I am slowly getting back on West Coast time since returning from the week-long death vigil visit to North Carolina. Watching a little girl weeping, lying across her dead father‘s chest in Duke University Hospital — which I thought surely was the low point of the week, was not. It only got worse as the eight day visit progressed. Our planned five day visit became eight days due to the storms that ice-frosted the American South, and snow-drifted the northern East Coast.
I thought, in the long sleepless hours of night there, about this blog and its purpose. It is the sub-title that most brings me back here in spite of disillusionment : “Be careful what you worship.” In the surround of another family’s home; I found myself staring at a new set of priorities. The holiday season had been in play when a grown man collapsed to begin his long dying of a blood-choked brain – so boxes of toys scattered amidst confetti was somewhat expected. But so many toys in that household were forever unplayed with that my mind reeled.
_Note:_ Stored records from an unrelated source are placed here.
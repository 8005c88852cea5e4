//! Pass/fail predicates over aggregated metrics.
//!
//! A threshold pairs a metric selector with a condition, using the same notation as
//! k6:
//!
//! ```text
//! http_req_duration                 p(95)<500
//! http_req_duration{type:create}    p(95)<600
//! errors                            rate<0.1
//! ```
//!
//! A selector without tags aggregates every series of the metric; with tags it
//! aggregates the series carrying at least those tags.

use std::{fmt, str::FromStr};

use serde::{Deserialize, Serialize};

use crate::{
    aggregate::MetricValue,
    error::{ConfigError, SinkError},
    metric::MetricKind,
    sink::{Snapshot, Tags},
};

/// How a metric is reduced to the single number a threshold compares.
#[derive(Debug, Clone, Copy, PartialEq)]
pub enum Aggregation {
    Avg,
    Min,
    Max,
    Med,
    /// Nearest-rank percentile, `0..=100`.
    Percentile(f64),
    /// Fraction of `true` observations.
    Rate,
    /// Number of observations, or the counter total.
    Count,
}

impl Aggregation {
    pub fn applies_to(&self, kind: MetricKind) -> bool {
        match self {
            Aggregation::Count => true,
            Aggregation::Rate => kind == MetricKind::Rate,
            _ => kind == MetricKind::Trend,
        }
    }

    /// Reduce `value`, `None` when the aggregate is undefined (no observations) or
    /// does not apply to the metric kind.
    pub fn reduce(&self, value: &MetricValue) -> Option<f64> {
        match (self, value) {
            (Aggregation::Count, v) => Some(v.count() as f64),
            (Aggregation::Rate, MetricValue::Rate(r)) => r.value(),
            (Aggregation::Avg, MetricValue::Trend(t)) => t.stats().map(|s| s.avg),
            (Aggregation::Min, MetricValue::Trend(t)) => t.stats().map(|s| s.min),
            (Aggregation::Max, MetricValue::Trend(t)) => t.stats().map(|s| s.max),
            (Aggregation::Med, MetricValue::Trend(t)) => t.percentile(50.0),
            (Aggregation::Percentile(p), MetricValue::Trend(t)) => t.percentile(*p),
            _ => None,
        }
    }
}

impl fmt::Display for Aggregation {
    fn fmt(&self, f: &mut fmt::Formatter<'_>) -> fmt::Result {
        match self {
            Aggregation::Avg => f.write_str("avg"),
            Aggregation::Min => f.write_str("min"),
            Aggregation::Max => f.write_str("max"),
            Aggregation::Med => f.write_str("med"),
            Aggregation::Percentile(p) => write!(f, "p({p})"),
            Aggregation::Rate => f.write_str("rate"),
            Aggregation::Count => f.write_str("count"),
        }
    }
}

impl FromStr for Aggregation {
    type Err = String;

    fn from_str(s: &str) -> Result<Self, Self::Err> {
        match s.trim() {
            "avg" => Ok(Aggregation::Avg),
            "min" => Ok(Aggregation::Min),
            "max" => Ok(Aggregation::Max),
            "med" => Ok(Aggregation::Med),
            "rate" => Ok(Aggregation::Rate),
            "count" => Ok(Aggregation::Count),
            other => {
                let inner = other
                    .strip_prefix("p(")
                    .and_then(|rest| rest.strip_suffix(')'))
                    .ok_or_else(|| format!("unknown aggregation {other:?}"))?;
                let p: f64 = inner
                    .trim()
                    .parse()
                    .map_err(|_| format!("invalid percentile {inner:?}"))?;
                if !(0.0..=100.0).contains(&p) {
                    return Err(format!("percentile {p} is outside 0..=100"));
                }
                Ok(Aggregation::Percentile(p))
            }
        }
    }
}

#[derive(Debug, Clone, Copy, PartialEq, Eq)]
pub enum Comparison {
    Lt,
    Le,
    Gt,
    Ge,
    Eq,
    Ne,
}

impl Comparison {
    pub fn holds(&self, lhs: f64, rhs: f64) -> bool {
        match self {
            Comparison::Lt => lhs < rhs,
            Comparison::Le => lhs <= rhs,
            Comparison::Gt => lhs > rhs,
            Comparison::Ge => lhs >= rhs,
            Comparison::Eq => lhs == rhs,
            Comparison::Ne => lhs != rhs,
        }
    }

    pub fn as_str(&self) -> &'static str {
        match self {
            Comparison::Lt => "<",
            Comparison::Le => "<=",
            Comparison::Gt => ">",
            Comparison::Ge => ">=",
            Comparison::Eq => "==",
            Comparison::Ne => "!=",
        }
    }
}

/// `aggregation comparison value`, e.g. `p(95)<500`.
#[derive(Debug, Clone, Copy, PartialEq, Serialize, Deserialize)]
#[serde(try_from = "String", into = "String")]
pub struct Condition {
    pub aggregation: Aggregation,
    pub comparison: Comparison,
    pub value: f64,
}

impl Condition {
    pub fn holds(&self, observed: f64) -> bool {
        self.comparison.holds(observed, self.value)
    }
}

impl fmt::Display for Condition {
    fn fmt(&self, f: &mut fmt::Formatter<'_>) -> fmt::Result {
        write!(f, "{}{}{}", self.aggregation, self.comparison.as_str(), self.value)
    }
}

impl FromStr for Condition {
    type Err = ConfigError;

    fn from_str(s: &str) -> Result<Self, Self::Err> {
        let invalid = |reason: String| ConfigError::InvalidThreshold {
            expression: s.to_string(),
            reason,
        };

        let at = s
            .find(['<', '>', '=', '!'])
            .ok_or_else(|| invalid("missing comparison operator".into()))?;
        let (left, rest) = s.split_at(at);
        let (comparison, right) = [
            ("<=", Comparison::Le),
            (">=", Comparison::Ge),
            ("==", Comparison::Eq),
            ("!=", Comparison::Ne),
            ("<", Comparison::Lt),
            (">", Comparison::Gt),
        ]
        .into_iter()
        .find_map(|(op, cmp)| rest.strip_prefix(op).map(|right| (cmp, right)))
        .ok_or_else(|| invalid(format!("unknown operator in {rest:?}")))?;

        let aggregation = left.parse::<Aggregation>().map_err(invalid)?;
        let value = right
            .trim()
            .parse::<f64>()
            .ok()
            .filter(|v| v.is_finite())
            .ok_or_else(|| invalid(format!("invalid value {:?}", right.trim())))?;

        Ok(Condition {
            aggregation,
            comparison,
            value,
        })
    }
}

impl TryFrom<String> for Condition {
    type Error = ConfigError;

    fn try_from(value: String) -> Result<Self, Self::Error> {
        value.parse()
    }
}

impl From<Condition> for String {
    fn from(value: Condition) -> Self {
        value.to_string()
    }
}

/// Split `name{key:value,...}` into the name and its tag filter.
pub fn parse_selector(selector: &str) -> Result<(String, Tags), ConfigError> {
    let invalid = |reason: &str| ConfigError::InvalidThreshold {
        expression: selector.to_string(),
        reason: reason.to_string(),
    };

    let selector = selector.trim();
    let (name, filter) = match selector.split_once('{') {
        None => (selector, None),
        Some((name, rest)) => {
            let inner = rest
                .strip_suffix('}')
                .ok_or_else(|| invalid("unterminated tag filter"))?;
            (name.trim(), Some(inner))
        }
    };
    if name.is_empty() {
        return Err(invalid("empty metric name"));
    }

    let mut tags = Tags::new();
    for pair in filter.into_iter().flat_map(|f| f.split(',')) {
        let (key, value) = pair
            .split_once(':')
            .ok_or_else(|| invalid("tag filters are written key:value"))?;
        let key = key.trim();
        if key.is_empty() {
            return Err(invalid("empty tag key"));
        }
        tags.insert(key.to_string(), value.trim().to_string());
    }
    Ok((name.to_string(), tags))
}

/// Configuration form of a threshold: the selector may carry tags in braces, in
/// `tags`, or both.
#[derive(Debug, Clone, Serialize, Deserialize)]
pub struct ThresholdEntry {
    metric: String,
    #[serde(default, skip_serializing_if = "Tags::is_empty")]
    tags: Tags,
    condition: Condition,
}

/// A condition that must hold on a metric at the end of the run.
#[derive(Debug, Clone, PartialEq, Serialize, Deserialize)]
#[serde(try_from = "ThresholdEntry", into = "ThresholdEntry")]
pub struct ThresholdSpec {
    pub metric: String,
    pub tags: Tags,
    pub condition: Condition,
}

impl ThresholdSpec {
    /// Build from a selector such as `http_req_duration{type:create}` and a
    /// condition such as `p(95)<600`.
    pub fn parse(selector: &str, condition: &str) -> Result<Self, ConfigError> {
        let (metric, tags) = parse_selector(selector)?;
        Ok(Self {
            metric,
            tags,
            condition: condition.parse()?,
        })
    }

    /// The selector in `name{key:value}` notation.
    pub fn selector(&self) -> String {
        if self.tags.is_empty() {
            return self.metric.clone();
        }
        let tags: Vec<String> = self.tags.iter().map(|(k, v)| format!("{k}:{v}")).collect();
        format!("{}{{{}}}", self.metric, tags.join(","))
    }

    /// Check the condition against a sealed snapshot.
    ///
    /// An undefined aggregate (nothing recorded) has no `observed` value and counts
    /// as passed.
    pub fn evaluate(&self, snapshot: &Snapshot) -> Result<ThresholdResult, SinkError> {
        let selected = snapshot.select(&self.metric, &self.tags)?;
        let observed = match (&selected, self.condition.aggregation) {
            (Some(value), aggregation) => aggregation.reduce(value),
            (None, Aggregation::Count) => Some(0.0),
            (None, _) => None,
        };
        let passed = observed.is_none_or(|v| self.condition.holds(v));
        Ok(ThresholdResult {
            metric: self.selector(),
            condition: self.condition.to_string(),
            observed,
            passed,
        })
    }
}

impl fmt::Display for ThresholdSpec {
    fn fmt(&self, f: &mut fmt::Formatter<'_>) -> fmt::Result {
        write!(f, "{} {}", self.selector(), self.condition)
    }
}

impl TryFrom<ThresholdEntry> for ThresholdSpec {
    type Error = ConfigError;

    fn try_from(raw: ThresholdEntry) -> Result<Self, Self::Error> {
        let (metric, mut tags) = parse_selector(&raw.metric)?;
        tags.extend(raw.tags);
        Ok(Self {
            metric,
            tags,
            condition: raw.condition,
        })
    }
}

impl From<ThresholdSpec> for ThresholdEntry {
    fn from(spec: ThresholdSpec) -> Self {
        Self {
            metric: spec.metric,
            tags: spec.tags,
            condition: spec.condition,
        }
    }
}

/// Verdict of one threshold.
#[derive(Debug, Clone, PartialEq, Serialize, Deserialize)]
pub struct ThresholdResult {
    pub metric: String,
    pub condition: String,
    pub observed: Option<f64>,
    pub passed: bool,
}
Our dead friend had been a collector: of KISS memorabilia, of various toys. He apparently was passing on his love of collections to his children. But one set of “collectables” in particular horrified me. In practically every room, there were stacks of little plastic bits called “Shopkins“. Miniature consumer goods of all sorts, rendered in bright colored plastics, and the brand motto is “Once you shop, you can’t stop.” The bed I slept upon had a Shopkins bedspread. It seemed that personifying consumer products was deemed “play”? It felt like children were being trained to view shopping as a life pursuit. It felt far worse than giving girls Barbies, or toy tea sets or ironing boards. These were not cheap toys; there must have been thousands of dollars worth of them in this one household. Some were not even open, one presumes to preserve their collectible value. I could not help but wonder what precisely was being “worshiped” here.
Is that really what we want to teach our children? That being a consumer is a be all and end all of life? As a woman, once a girl who possessed few toys after age ten, and as a parent, I had thought toys like toy brooms and dishes, trucks and guns, dolls and furniture rather pragmatic — miniature reflections of various aspects of adult life! My youngest son had requested a toy iron and ironing board after seeing me ironing military uniforms – it was as much a part of his image of being military as the toy guns and tanks! I was used to children saying they wanted to grow up to be a fireman, a doctor, a teacher, a soldier….but a child who wants to grow up to shop?!
The image of fatherless children playing with toys urging rampant consumerism filled me with despair. Their young lives have been changed forever by the two week process of their father’s dying. How has their play as “shoppers” prepared them for that unimagined eventuality? What are we worshiping and how does it serve our lives? All of us shop, that is a given; but portraying it as play boggles my mind.
I am home again, in a house un-littered by toys, where books are stacked. Where the “collectables” are a half dozen piggy banks, or a few kachina dolls, blue-white dishes we eat from daily, and sculptures of bears. Perhaps I am just a judgmental old woman with some kind of elitist corn cob bracing her lower spine? Perhaps my own metaphors are just more pleasantly and artistically muted? But my children played with all their toys, and never considered shopping a hobby, nor a mall as a “tourist venue”.